▶ [RECORDS FOR THE EXERCISE]:
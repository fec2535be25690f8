// Copyright 2025 the Understory Authors
// SPDX-License-Identifier: Apache-2.0 OR MIT

//! The [`Graphics`] command recorder.

use alloc::vec::Vec;
use core::f64::consts::TAU;

use kurbo::{Affine, Point, Rect};

use crate::color::Rgba;
use crate::command::{Command, PaintTarget, PathOp};
use crate::gradient::{ColorStop, GradientType, gradient_shape};
use crate::numeric::{check_numeric, clamp_alpha};
use crate::style::{CapsStyle, JointStyle, LineCap, Paint, StyleProperty, StyleValue};

/// Control point distance for approximating a quarter ellipse with a cubic.
const KAPPA: f64 = 0.552_284_8;

/// Default miter limit.
const DEFAULT_MITER_LIMIT: f64 = 10.0;

/// Full set of stroke parameters for [`Graphics::line_style_with`].
#[derive(Clone, Copy, Debug, PartialEq)]
pub struct LineStyle {
    /// Stroke width. NaN or negative values become `1.0`.
    pub thickness: f64,
    /// `0xRRGGBB` stroke color.
    pub color: u32,
    /// Stroke alpha.
    pub alpha: f64,
    /// End caps.
    pub caps: CapsStyle,
    /// Corner joints.
    pub joints: JointStyle,
    /// Miter limit, clamped to `0.0..=255.0`.
    pub miter_limit: f64,
}

impl Default for LineStyle {
    fn default() -> Self {
        Self {
            thickness: 1.0,
            color: 0,
            alpha: 1.0,
            caps: CapsStyle::None,
            joints: JointStyle::Miter,
            miter_limit: DEFAULT_MITER_LIMIT,
        }
    }
}

/// Records vector drawing as a list of [`Command`]s.
///
/// Nothing is drawn at call time. Each primitive appends its commands and
/// grows the tracked rectangles by its own geometry. When no fill is active,
/// every segment is followed by a stroke so that open paths show up.
#[derive(Clone, Debug, Default)]
pub struct Graphics {
    commands: Vec<Command>,
    bounds: Option<Rect>,
    rect: Option<Rect>,
    filling: bool,
    line_width: f64,
}

impl Graphics {
    /// Create an empty recorder.
    pub fn new() -> Self {
        Self::default()
    }

    /// Recorded commands in order.
    pub fn commands(&self) -> &[Command] {
        &self.commands
    }

    /// Returns `true` if nothing has been recorded since creation or the last [`clear`](Self::clear).
    pub fn is_empty(&self) -> bool {
        self.commands.is_empty()
    }

    /// Whether any primitive with an extent has been recorded.
    pub fn has_geometry(&self) -> bool {
        self.rect.is_some()
    }

    /// Visual extent: path extent grown by half the line width for unfilled geometry.
    ///
    /// [`Rect::ZERO`] when nothing with geometry has been recorded.
    pub fn bounds(&self) -> Rect {
        self.bounds.unwrap_or(Rect::ZERO)
    }

    /// Geometric extent of the path, strokes excluded.
    ///
    /// [`Rect::ZERO`] when nothing with geometry has been recorded.
    pub fn rect(&self) -> Rect {
        self.rect.unwrap_or(Rect::ZERO)
    }

    /// Whether a fill is currently open.
    pub fn is_filling(&self) -> bool {
        self.filling
    }

    /// Current line width; `0.0` until a line style is set.
    pub fn line_width(&self) -> f64 {
        self.line_width
    }

    /// Start a solid fill for subsequent drawing.
    pub fn begin_fill(&mut self, color: u32, alpha: f64) {
        self.push(Command::Set(StyleValue::FillStyle(Paint::Color(
            Rgba::from_hex(color, alpha),
        ))));
        self.push(Command::Call(PathOp::BeginPath));
        self.filling = true;
    }

    /// Start a gradient fill for subsequent drawing.
    ///
    /// `matrix` is a gradient box as built by [`gradient_box`](crate::gradient_box).
    /// Missing alphas default to `1.0` and missing ratios to `255`.
    pub fn begin_gradient_fill(
        &mut self,
        kind: GradientType,
        colors: &[u32],
        alphas: &[f64],
        ratios: &[f64],
        matrix: Affine,
        focal_point_ratio: f64,
    ) {
        self.push_gradient(kind, colors, alphas, ratios, matrix, focal_point_ratio);
        self.push(Command::AssignGradient(PaintTarget::Fill));
        self.push(Command::Call(PathOp::BeginPath));
        self.filling = true;
    }

    /// Set a solid stroke with default caps, joints and miter limit.
    pub fn line_style(&mut self, thickness: f64, color: u32, alpha: f64) {
        self.line_style_with(&LineStyle {
            thickness,
            color,
            alpha,
            ..LineStyle::default()
        });
    }

    /// Set a solid stroke.
    pub fn line_style_with(&mut self, style: &LineStyle) {
        let thickness = if style.thickness.is_nan() || style.thickness < 0.0 {
            1.0
        } else {
            style.thickness
        };
        self.line_width = thickness;

        self.push(Command::Set(StyleValue::LineWidth(thickness)));
        self.push(Command::Set(StyleValue::StrokeStyle(Paint::Color(
            Rgba::from_hex(style.color, style.alpha),
        ))));
        self.push(Command::Set(StyleValue::LineCap(style.caps.line_cap())));
        self.push(Command::Set(StyleValue::LineJoin(style.joints.line_join())));
        self.push(Command::Set(StyleValue::MiterLimit(check_numeric(
            style.miter_limit,
            Some(0.0),
            Some(255.0),
        ))));
    }

    /// Use a gradient for strokes.
    ///
    /// Like the solid fill methods this opens a path and suppresses the
    /// per-segment stroke until [`end_fill`](Self::end_fill).
    pub fn line_gradient_style(
        &mut self,
        kind: GradientType,
        colors: &[u32],
        alphas: &[f64],
        ratios: &[f64],
        matrix: Affine,
        focal_point_ratio: f64,
    ) {
        self.push_gradient(kind, colors, alphas, ratios, matrix, focal_point_ratio);
        self.push(Command::AssignGradient(PaintTarget::Stroke));
        self.push(Command::Call(PathOp::BeginPath));
        self.filling = true;
    }

    /// Move the pen.
    pub fn move_to(&mut self, x: f64, y: f64) {
        self.include(Rect::new(x, y, x, y));
        self.push(Command::Call(PathOp::MoveTo(Point::new(x, y))));
    }

    /// Straight line from the pen to `(x, y)`.
    pub fn line_to(&mut self, x: f64, y: f64) {
        self.include(Rect::new(x, y, x, y));
        self.push(Command::Call(PathOp::LineTo(Point::new(x, y))));
        self.stroke_if_needed();
    }

    /// Quadratic curve to the anchor through the control point.
    ///
    /// Bounds grow by the control and anchor points, not the exact curve extent.
    pub fn curve_to(&mut self, control_x: f64, control_y: f64, anchor_x: f64, anchor_y: f64) {
        self.include(Rect::new(control_x, control_y, anchor_x, anchor_y));
        self.push(Command::Call(PathOp::QuadTo(
            Point::new(control_x, control_y),
            Point::new(anchor_x, anchor_y),
        )));
        self.stroke_if_needed();
    }

    /// Axis-aligned rectangle.
    ///
    /// The outline is stroked with square caps so corners come out closed;
    /// the previous cap is restored afterwards.
    pub fn draw_rect(&mut self, x: f64, y: f64, width: f64, height: f64) {
        let (right, bottom) = (x + width, y + height);
        self.include(Rect::new(x, y, right, bottom));

        self.push(Command::SaveValue(StyleProperty::LineCap));
        self.push(Command::Set(StyleValue::LineCap(LineCap::Square)));
        self.push(Command::Call(PathOp::MoveTo(Point::new(x, y))));
        for point in [(right, y), (right, bottom), (x, bottom), (x, y)] {
            self.push(Command::Call(PathOp::LineTo(point.into())));
        }
        self.stroke_if_needed();
        self.push(Command::RestoreValue(StyleProperty::LineCap));
    }

    /// Rectangle with elliptical corners.
    ///
    /// `ellipse_width` and `ellipse_height` are the corner ellipse diameters;
    /// a missing height reuses the width. Radii are clamped to half the
    /// rectangle size.
    pub fn draw_round_rect(
        &mut self,
        x: f64,
        y: f64,
        width: f64,
        height: f64,
        ellipse_width: f64,
        ellipse_height: Option<f64>,
    ) {
        let (right, bottom) = (x + width, y + height);
        self.include(Rect::new(x, y, right, bottom));

        let half_w = (width / 2.0).abs();
        let half_h = (height / 2.0).abs();
        let rx = check_numeric(ellipse_width / 2.0, Some(0.0), Some(half_w));
        let ry = check_numeric(
            ellipse_height.unwrap_or(ellipse_width) / 2.0,
            Some(0.0),
            Some(half_h),
        );

        let pt = Point::new;
        self.push(Command::Call(PathOp::MoveTo(pt(x + rx, y))));
        self.push(Command::Call(PathOp::LineTo(pt(right - rx, y))));
        self.push(Command::Call(PathOp::QuadTo(pt(right, y), pt(right, y + ry))));
        self.push(Command::Call(PathOp::LineTo(pt(right, bottom - ry))));
        self.push(Command::Call(PathOp::QuadTo(
            pt(right, bottom),
            pt(right - rx, bottom),
        )));
        self.push(Command::Call(PathOp::LineTo(pt(x + rx, bottom))));
        self.push(Command::Call(PathOp::QuadTo(pt(x, bottom), pt(x, bottom - ry))));
        self.push(Command::Call(PathOp::LineTo(pt(x, y + ry))));
        self.push(Command::Call(PathOp::QuadTo(pt(x, y), pt(x + rx, y))));
        self.stroke_if_needed();
    }

    /// Full circle.
    pub fn draw_circle(&mut self, x: f64, y: f64, radius: f64) {
        self.include(Rect::new(x - radius, y - radius, x + radius, y + radius));
        self.push(Command::Call(PathOp::Arc {
            center: Point::new(x, y),
            radius,
            start_angle: 0.0,
            end_angle: TAU,
            anticlockwise: false,
        }));
        self.stroke_if_needed();
    }

    /// Ellipse inscribed in the given box, as four cubic segments.
    pub fn draw_ellipse(&mut self, x: f64, y: f64, width: f64, height: f64) {
        let (right, bottom) = (x + width, y + height);
        self.include(Rect::new(x, y, right, bottom));

        let ox = width / 2.0 * KAPPA;
        let oy = height / 2.0 * KAPPA;
        let mid_x = x + width / 2.0;
        let mid_y = y + height / 2.0;
        let pt = Point::new;

        self.push(Command::Call(PathOp::MoveTo(pt(x, mid_y))));
        self.push(Command::Call(PathOp::CurveTo(
            pt(x, mid_y - oy),
            pt(mid_x - ox, y),
            pt(mid_x, y),
        )));
        self.push(Command::Call(PathOp::CurveTo(
            pt(mid_x + ox, y),
            pt(right, mid_y - oy),
            pt(right, mid_y),
        )));
        self.push(Command::Call(PathOp::CurveTo(
            pt(right, mid_y + oy),
            pt(mid_x + ox, bottom),
            pt(mid_x, bottom),
        )));
        self.push(Command::Call(PathOp::CurveTo(
            pt(mid_x - ox, bottom),
            pt(x, mid_y + oy),
            pt(x, mid_y),
        )));
        self.stroke_if_needed();
    }

    /// Close and fill the current path, then stroke it if a line width is set.
    pub fn end_fill(&mut self) {
        self.push(Command::Call(PathOp::ClosePath));
        self.push(Command::Call(PathOp::Fill));
        if self.line_width > 0.0 {
            self.push(Command::Call(PathOp::Stroke));
        }
        self.filling = false;
    }

    /// Drop all commands, reset both rectangles and the drawing state.
    pub fn clear(&mut self) {
        *self = Self::default();
    }

    fn push(&mut self, command: Command) {
        self.commands.push(command);
    }

    fn stroke_if_needed(&mut self) {
        if !self.filling {
            self.push(Command::Call(PathOp::Stroke));
        }
    }

    fn include(&mut self, extent: Rect) {
        let extent = extent.abs();
        self.rect = Some(self.rect.map_or(extent, |r| r.union(extent)));

        let visual = if self.filling {
            extent
        } else {
            extent.inflate(self.line_width / 2.0, self.line_width / 2.0)
        };
        self.bounds = Some(self.bounds.map_or(visual, |b| b.union(visual)));
    }

    fn push_gradient(
        &mut self,
        kind: GradientType,
        colors: &[u32],
        alphas: &[f64],
        ratios: &[f64],
        matrix: Affine,
        focal_point_ratio: f64,
    ) {
        let focal = check_numeric(focal_point_ratio, Some(-1.0), Some(1.0));
        self.push(Command::CreateGradient(gradient_shape(kind, matrix, focal)));

        for (i, &color) in colors.iter().enumerate() {
            let offset = ratios
                .get(i)
                .map_or(1.0, |&r| check_numeric(r, Some(0.0), Some(255.0)) / 255.0);
            let alpha = alphas.get(i).map_or(1.0, |&a| clamp_alpha(a));
            self.push(Command::AddColorStop(ColorStop {
                offset,
                color: Rgba::from_hex(color, alpha),
            }));
        }
    }
}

▶ [WORK TO COMPLETE]: Only the lines containing "solid" are needed; pull them out of the listing.

▶ [SOLVED EXERCISE]:
    /// Start a solid fill for subsequent drawing.
    /// Set a solid stroke with default caps, joints and miter limit.
    /// Set a solid stroke.
    /// Like the solid fill methods this opens a path and suppresses the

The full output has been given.